お巡りさん、変態です
……ごめんなさい。恋愛…ですかね?
それは、突然の事だった。
「ふははははっ!その首、もらいに来た!」
「出たな、似非悪魔!」
「本物だ!」
既に週一回以上のペースで顔を合わせている、お馴染みの光景がそこにあった。
七人の敵と毎度のように対峙する三人。
最近は口による言い合いが増えてきた。
周囲に被害が無いのは良いことだが、面倒くさい限りだというのがヒーロー側の三人の意見である。
「――ちょっと良いかな」
主にサタンと、弁の立つネコとの言い合いに、いつも隣で静観しているだけのエンヴィが珍しく口を開いた。
もたれていた木から離れ、三人の――ネコの前に立つ。
一歩、後ずさるネコ。
サタンとは違い、エンヴィとはほとんど言葉も交わさず、何もかもが未知数だ。サタンのような、ただのバ…穏健派とも限らない。警戒に警戒を重ねたところで、過ぎることは無い。

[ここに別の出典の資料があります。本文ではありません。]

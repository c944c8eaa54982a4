//! Progress accounting for one operation.
//!
//! A [`ProgressCounter`] tracks a completion fraction together with the wall
//! time spent actively working (paused intervals are excluded). ETA and
//! throughput are derived from the progress made since [`ProgressCounter::start`],
//! so a resumed operation that starts at 0.6 is not credited for work done by
//! an earlier run.

use std::time::{Duration, Instant};

/// Lifecycle of a [`ProgressCounter`].
#[derive(Clone, Copy, Debug, PartialEq, Eq)]
pub enum ProgressState {
    /// Created, not started.
    Idle,
    /// Accumulating elapsed time.
    Running,
    /// Elapsed time frozen until resumed.
    Paused,
    /// Terminal.
    Finished,
}

/// Fraction, elapsed time, ETA and throughput for one operation.
#[derive(Clone, Debug)]
pub struct ProgressCounter {
    state: ProgressState,
    progress: f64,
    initial_progress: f64,
    total_bytes: u64,
    started_at: Option<Instant>,
    paused_at: Option<Instant>,
    paused_total: Duration,
    finished_at: Option<Instant>,
}

impl ProgressCounter {
    /// Create an idle counter at 0.0.
    pub fn new() -> Self {
        Self {
            state: ProgressState::Idle,
            progress: 0.0,
            initial_progress: 0.0,
            total_bytes: 0,
            started_at: None,
            paused_at: None,
            paused_total: Duration::ZERO,
            finished_at: None,
        }
    }

    /// Current lifecycle state.
    pub fn state(&self) -> ProgressState {
        self.state
    }

    /// Current fraction in `[0, 1]`.
    pub fn progress(&self) -> f64 {
        self.progress
    }

    /// Total size of the work in bytes (0 when unknown).
    pub fn total_bytes(&self) -> u64 {
        self.total_bytes
    }

    /// Set the total size of the work.
    pub fn set_total_bytes(&mut self, total_bytes: u64) {
        self.total_bytes = total_bytes;
    }

    /// Record a new fraction and return the effective value.
    ///
    /// The fraction is clamped to `[0, 1]` and never moves backwards; NaN is
    /// ignored. Updates after [`finish`](Self::finish) are ignored.
    pub fn set_progress(&mut self, alpha: f64) -> f64 {
        if self.state == ProgressState::Finished || alpha.is_nan() {
            return self.progress;
        }
        let alpha = alpha.clamp(0.0, 1.0);
        if alpha > self.progress {
            self.progress = alpha;
        }
        if self.state == ProgressState::Idle {
            self.initial_progress = self.progress;
        }
        self.progress
    }

    /// Start accounting elapsed time. No-op unless idle.
    pub fn start(&mut self) {
        self.start_at(Instant::now());
    }

    fn start_at(&mut self, now: Instant) {
        if self.state != ProgressState::Idle {
            return;
        }
        self.state = ProgressState::Running;
        self.started_at = Some(now);
        self.initial_progress = self.progress;
    }

    /// Freeze elapsed-time accounting. No-op unless running.
    pub fn pause(&mut self) {
        self.pause_at(Instant::now());
    }

    fn pause_at(&mut self, now: Instant) {
        if self.state == ProgressState::Running {
            self.state = ProgressState::Paused;
            self.paused_at = Some(now);
        }
    }

    /// Resume elapsed-time accounting. No-op unless paused.
    pub fn resume(&mut self) {
        self.resume_at(Instant::now());
    }

    fn resume_at(&mut self, now: Instant) {
        if self.state != ProgressState::Paused {
            return;
        }
        if let Some(paused_at) = self.paused_at.take() {
            self.paused_total += now.saturating_duration_since(paused_at);
        }
        self.state = ProgressState::Running;
    }

    /// Stop the counter for good.
    pub fn finish(&mut self) {
        self.finish_at(Instant::now());
    }

    fn finish_at(&mut self, now: Instant) {
        if self.state == ProgressState::Finished {
            return;
        }
        self.resume_at(now);
        self.state = ProgressState::Finished;
        self.finished_at = Some(now);
    }

    /// Active (non-paused) time since start.
    pub fn elapsed(&self) -> Duration {
        self.elapsed_at(Instant::now())
    }

    fn elapsed_at(&self, now: Instant) -> Duration {
        let Some(started_at) = self.started_at else {
            return Duration::ZERO;
        };
        let end = self.finished_at.or(self.paused_at).unwrap_or(now);
        end.saturating_duration_since(started_at)
            .saturating_sub(self.paused_total)
    }

    /// Estimated time remaining, from the rate observed since start.
    pub fn eta(&self) -> Duration {
        self.eta_at(Instant::now())
    }

    fn eta_at(&self, now: Instant) -> Duration {
        let done = self.progress - self.initial_progress;
        let elapsed = self.elapsed_at(now).as_secs_f64();
        if done <= 0.0 || elapsed <= 0.0 || self.progress >= 1.0 {
            return Duration::ZERO;
        }
        let rate = done / elapsed;
        Duration::from_secs_f64((1.0 - self.progress) / rate)
    }

    /// Observed throughput in bytes per second since start.
    pub fn bps(&self) -> f64 {
        self.bps_at(Instant::now())
    }

    #[allow(clippy::cast_precision_loss)]
    fn bps_at(&self, now: Instant) -> f64 {
        let elapsed = self.elapsed_at(now).as_secs_f64();
        if elapsed <= 0.0 {
            return 0.0;
        }
        let done = (self.progress - self.initial_progress).max(0.0);
        self.total_bytes as f64 * done / elapsed
    }
}

impl Default for ProgressCounter {
    fn default() -> Self {
        Self::new()
    }
}
//! What an operation needs from the request that started it.

use std::sync::Arc;

use stagehand_core::StateSink;
use stagehand_rpc::api::ApiClient;
use stagehand_rpc::{RequestContext, RpcError};
use tokio_util::sync::CancellationToken;

/// The request-side services an operation runs against.
pub trait OperationHost: Send + Sync {
    /// Log/progress sink.
    fn progress_sink(&self) -> Arc<dyn StateSink>;

    /// Cancellation scope of the request.
    fn cancellation(&self) -> CancellationToken;

    /// Begin tracking progress.
    fn begin_progress(&self, initial: f64, total_bytes: u64);

    /// Stop tracking progress.
    fn finish_progress(&self);

    /// API client for `profile_id`, or the unauthenticated one.
    fn api_client(&self, profile_id: Option<i64>) -> Result<Arc<dyn ApiClient>, RpcError>;
}

impl OperationHost for RequestContext {
    fn progress_sink(&self) -> Arc<dyn StateSink> {
        self.sink()
    }

    fn cancellation(&self) -> CancellationToken {
        self.cancel_token().clone()
    }

    fn begin_progress(&self, initial: f64, total_bytes: u64) {
        self.start_progress_with_initial_and_total(initial, total_bytes);
    }

    fn finish_progress(&self) {
        self.end_progress();
    }

    fn api_client(&self, profile_id: Option<i64>) -> Result<Arc<dyn ApiClient>, RpcError> {
        match profile_id {
            Some(id) => self.profile_client(id).map(|(_, client)| client),
            None => self.root_client(),
        }
    }
}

離れた距離を素早く詰めて、エンヴィはネコの右手を両手で包んだ。
蛇の鱗に覆われた掌は冷たい。
「――、子猫さん」
冷たい掌とは逆に、熱のこもった甘やかな声音。
常に表情のなかった顔は、柔らかな笑みが浮かんでいる。
そして投下される、爆弾。
「愛してる」
それは、ストレートな愛の告白。
「……は?」
声を出したのはイヌだった。
他の誰もが茫然とし、開いた口を塞げずにいる。全員の視線が二人に注がれる。
言われたネコも、目を見開き動けずにいた。
「陶磁器のような白く滑らかな肌、華奢な体つき、その剣呑な光を帯びる目も、辛辣な言葉を吐く唇も、不機嫌そうな眉間の皺も、すべてが愛しい」
「……褒めてる?」
途中から悪口のようにも聞こえる言葉の数々に、眉間の皺を深くして、ネコが尋ねる。
しかしその言葉は、エンヴィの耳には届かない。
「あぁ、君を監き(自粛)して、手じょ(自粛)でその顔が歪む(以下自粛)」
「……」
「君を(以下放送禁止用語乱舞)」
「……っ」
エンヴィが言葉を紡ぐたびにおぞましさに鳥肌が立つ。
「だから(以下略)」
「……っ、それ以上しゃべるなこの変態!」
これ以上は聞いていられない、と抜けない手をそのままに、叫ぶ。
「清姫っ!」
感情のままに吐かれた炎は、寸分違わずエンヴィの顔を直撃する。
「あっつ!子猫さん、愛が熱いよっ」
「うるさいっ!」
それでもへらへらと笑って、なんのダメージも受けないエンヴィに、別の意味でも鳥肌が立つ。
握りしめられた手は、依然抜けないままだった。
「かわいそうに…」
敵であるはずのパンが小さく呟いた。
「……どっちが?」
「顔はいいのに、いろいろ残念だな」
イヌとウサギは、いまいち状況についていけずに、呆然と見ていることしかできなかった。
「ちょと、誰か!」
珍しく、助けを求めるネコの声が空に響いた。